[Stored data entries]

# # # # #

use std::path::PathBuf;
use std::process;
use std::sync::atomic::{AtomicBool, Ordering};
use std::sync::Arc;
use std::time::Duration;

use clap::Parser;

use aura_core::acquisition::infrastructure::http_camera::HttpCamera;
use aura_core::notification::infrastructure::http_actuator::HttpActuator;
use aura_core::presentation::frame_renderer::HeadlessRenderer;
use aura_core::recognition::domain::face_encoder::FaceEncoder;
use aura_core::recognition::infrastructure::model_resolver::{self, ProgressFn};
use aura_core::recognition::infrastructure::onnx_face_encoder::OnnxFaceEncoder;
use aura_core::recognition::infrastructure::roster_loader::load_roster;
use aura_core::runtime::access_control_system::{AccessControlSystem, Components};
use aura_core::runtime::config::AccessConfig;
use aura_core::shared::constants::{
    ACCEPTANCE_THRESHOLD, DEFAULT_ACTUATOR_URL, DEFAULT_CAMERA_URL, DEFAULT_ROSTER_DIR,
    DETECTOR_CONFIDENCE, DISPLAY_WIDTH, EMBEDDING_MODEL_NAME, EMBEDDING_MODEL_URL,
    FACE_MODEL_NAME, FACE_MODEL_URL, FETCH_BACKOFF, FETCH_TIMEOUT, MATCH_TOLERANCE,
    MIN_FRAME_MEAN, NOTIFY_QUEUE_CAPACITY, NOTIFY_TIMEOUT, RECOGNITION_INTERVAL,
    RECOGNITION_SCALE, STALE_RECOGNITION, WORKER_IDLE,
};

/// Camera-driven access control: recognizes authorized faces and notifies
/// an actuator whenever the access decision changes. Stop with Ctrl+C.
#[derive(Parser)]
#[command(name = "aura")]
struct Cli {
    /// URL returning a single encoded camera frame.
    #[arg(long, env = "AURA_CAMERA_URL", default_value = DEFAULT_CAMERA_URL)]
    camera_url: String,

    /// URL the access decision is POSTed to.
    #[arg(long, env = "AURA_ACTUATOR_URL", default_value = DEFAULT_ACTUATOR_URL)]
    actuator_url: String,

    /// Directory of reference images, one identity per file stem.
    #[arg(long, env = "AURA_ROSTER_DIR", default_value = DEFAULT_ROSTER_DIR)]
    roster_dir: PathBuf,

    /// Directory searched for model files before the user cache.
    #[arg(long, env = "AURA_MODEL_DIR")]
    model_dir: Option<PathBuf>,

    /// Width frames are resized to after fetching.
    #[arg(long, env = "AURA_DISPLAY_WIDTH", default_value_t = DISPLAY_WIDTH)]
    display_width: u32,

    /// Downscale factor for recognition (0.0-1.0].
    #[arg(long, env = "AURA_RECOGNITION_SCALE", default_value_t = RECOGNITION_SCALE)]
    recognition_scale: f64,

    /// Run recognition every Nth worker iteration.
    #[arg(long, env = "AURA_RECOGNITION_INTERVAL", default_value_t = RECOGNITION_INTERVAL)]
    recognition_interval: usize,

    /// Coarse match distance bound (inclusive).
    #[arg(long, env = "AURA_MATCH_TOLERANCE", default_value_t = MATCH_TOLERANCE)]
    match_tolerance: f64,

    /// Best-match distance must be strictly below this to grant access.
    #[arg(long, env = "AURA_ACCEPTANCE_THRESHOLD", default_value_t = ACCEPTANCE_THRESHOLD)]
    acceptance_threshold: f64,

    /// Face detection confidence threshold (0.0-1.0).
    #[arg(long, env = "AURA_DETECTOR_CONFIDENCE", default_value_t = DETECTOR_CONFIDENCE)]
    confidence: f64,

    /// Camera request timeout in milliseconds.
    #[arg(long, env = "AURA_FETCH_TIMEOUT_MS", default_value_t = millis(FETCH_TIMEOUT))]
    fetch_timeout_ms: u64,

    /// Delay after a failed fetch in milliseconds.
    #[arg(long, env = "AURA_FETCH_BACKOFF_MS", default_value_t = millis(FETCH_BACKOFF))]
    fetch_backoff_ms: u64,

    /// Frames with a lower mean brightness are skipped (0 disables).
    #[arg(long, env = "AURA_MIN_FRAME_MEAN", default_value_t = MIN_FRAME_MEAN)]
    min_frame_mean: f64,

    /// Actuator request timeout in milliseconds.
    #[arg(long, env = "AURA_NOTIFY_TIMEOUT_MS", default_value_t = millis(NOTIFY_TIMEOUT))]
    notify_timeout_ms: u64,

    /// Pending notifications held while the actuator is busy.
    #[arg(long, env = "AURA_NOTIFY_QUEUE", default_value_t = NOTIFY_QUEUE_CAPACITY)]
    notify_queue: usize,

    /// Idle sleep of the worker and presentation loops in milliseconds.
    #[arg(long, env = "AURA_IDLE_MS", default_value_t = millis(WORKER_IDLE))]
    idle_ms: u64,

    /// Age after which the last recognition is shown as stale, in milliseconds.
    #[arg(long, env = "AURA_STALE_RECOGNITION_MS", default_value_t = millis(STALE_RECOGNITION))]
    stale_recognition_ms: u64,
}

fn millis(d: Duration) -> u64 {
    d.as_millis() as u64
}

impl Cli {
    fn into_config(self) -> AccessConfig {
        AccessConfig {
            camera_url: self.camera_url,
            actuator_url: self.actuator_url,
            roster_dir: self.roster_dir,
            model_dir: self.model_dir,
            display_width: self.display_width,
            recognition_scale: self.recognition_scale,
            recognition_interval: self.recognition_interval,
            match_tolerance: self.match_tolerance,
            acceptance_threshold: self.acceptance_threshold,
            detector_confidence: self.confidence,
            fetch_timeout: Duration::from_millis(self.fetch_timeout_ms),
            fetch_backoff: Duration::from_millis(self.fetch_backoff_ms),
            min_frame_mean: self.min_frame_mean,
            notify_timeout: Duration::from_millis(self.notify_timeout_ms),
            notify_queue_capacity: self.notify_queue,
            worker_idle: Duration::from_millis(self.idle_ms),
            stale_recognition: Duration::from_millis(self.stale_recognition_ms),
        }
    }
}

fn main() {
    env_logger::Builder::from_env(env_logger::Env::default().default_filter_or("info")).init();

    if let Err(e) = run() {
        eprintln!("Error: {e}");
        process::exit(1);
    }
}

fn run() -> Result<(), Box<dyn std::error::Error>> {
    let config = Cli::parse().into_config();
    config.validate()?;

    let mut encoder = build_encoder(&config)?;

    log::info!("Loading authorized faces from {}", config.roster_dir.display());
    let roster = load_roster(&config.roster_dir, encoder.as_mut())?;
    log::info!("Loaded {} authorized identities", roster.len());

    let camera = HttpCamera::new(&config.camera_url, config.fetch_timeout)?;
    let actuator = HttpActuator::new(&config.actuator_url, config.notify_timeout)?;
    let renderer = HeadlessRenderer::new(config.stale_recognition);

    let cancelled = Arc::new(AtomicBool::new(false));
    let flag = Arc::clone(&cancelled);
    ctrlc::set_handler(move || {
        log::info!("Interrupt received, shutting down");
        flag.store(true, Ordering::Relaxed);
    })?;

    let system = AccessControlSystem::new(config, roster)?;
    system.run(
        Components {
            camera: Box::new(camera),
            encoder,
            actuator: Box::new(actuator),
            renderer: Box::new(renderer),
        },
        cancelled,
    )
}

fn build_encoder(
    config: &AccessConfig,
) -> Result<Box<dyn FaceEncoder>, Box<dyn std::error::Error>> {
    let model_dir = config.model_dir.as_deref();

    log::info!("Resolving model: {FACE_MODEL_NAME}");
    let face_model = model_resolver::resolve(
        FACE_MODEL_NAME,
        FACE_MODEL_URL,
        model_dir,
        Some(progress("face detection")),
    )?;

    log::info!("Resolving model: {EMBEDDING_MODEL_NAME}");
    let embedding_model = model_resolver::resolve(
        EMBEDDING_MODEL_NAME,
        EMBEDDING_MODEL_URL,
        model_dir,
        Some(progress("face embedding")),
    )?;

    Ok(Box::new(OnnxFaceEncoder::new(
        &face_model,
        &embedding_model,
        config.detector_confidence,
    )?))
}

fn progress(what: &'static str) -> ProgressFn {
    Box::new(move |done, total| download_progress(what, done, total))
}

fn download_progress(what: &str, downloaded: u64, total: u64) {
    if total > 0 {
        let pct = (downloaded as f64 / total as f64 * 100.0) as u32;
        eprint!("\rDownloading {what} model... {pct}%");
        if downloaded >= total {
            eprintln!();
        }
    } else {
        eprint!("\rDownloading {what} model... {downloaded} bytes");
    }
}

#[cfg(test)]
mod tests {
    use super::*;

    #[test]
    fn test_defaults_match_library_config() {
        let config = Cli::try_parse_from(["aura"]).unwrap().into_config();
        assert_eq!(config.stale_recognition, STALE_RECOGNITION);
        assert_eq!(config.match_tolerance, MATCH_TOLERANCE);
        assert_eq!(config.notify_timeout, NOTIFY_TIMEOUT);
        assert!(config.validate().is_ok());
    }

    #[test]
    fn test_stale_recognition_is_configurable() {
        let config = Cli::try_parse_from(["aura", "--stale-recognition-ms", "2500"])
            .unwrap()
            .into_config();
        assert_eq!(config.stale_recognition, Duration::from_millis(2500));
    }
}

# # # # #

# [EXERCISE REQUIREMENTS]
Copy out only the lines above from the one with "to grant access." to the one with "fetch in milliseconds.", inclusive, exactly as they stand.

# [SOLUTION]
    /// Best-match distance must be strictly below this to grant access.
    #[arg(long, env = "AURA_ACCEPTANCE_THRESHOLD", default_value_t = ACCEPTANCE_THRESHOLD)]
    acceptance_threshold: f64,

    /// Face detection confidence threshold (0.0-1.0).
    #[arg(long, env = "AURA_DETECTOR_CONFIDENCE", default_value_t = DETECTOR_CONFIDENCE)]
    confidence: f64,

    /// Camera request timeout in milliseconds.
    #[arg(long, env = "AURA_FETCH_TIMEOUT_MS", default_value_t = millis(FETCH_TIMEOUT))]
    fetch_timeout_ms: u64,

    /// Delay after a failed fetch in milliseconds.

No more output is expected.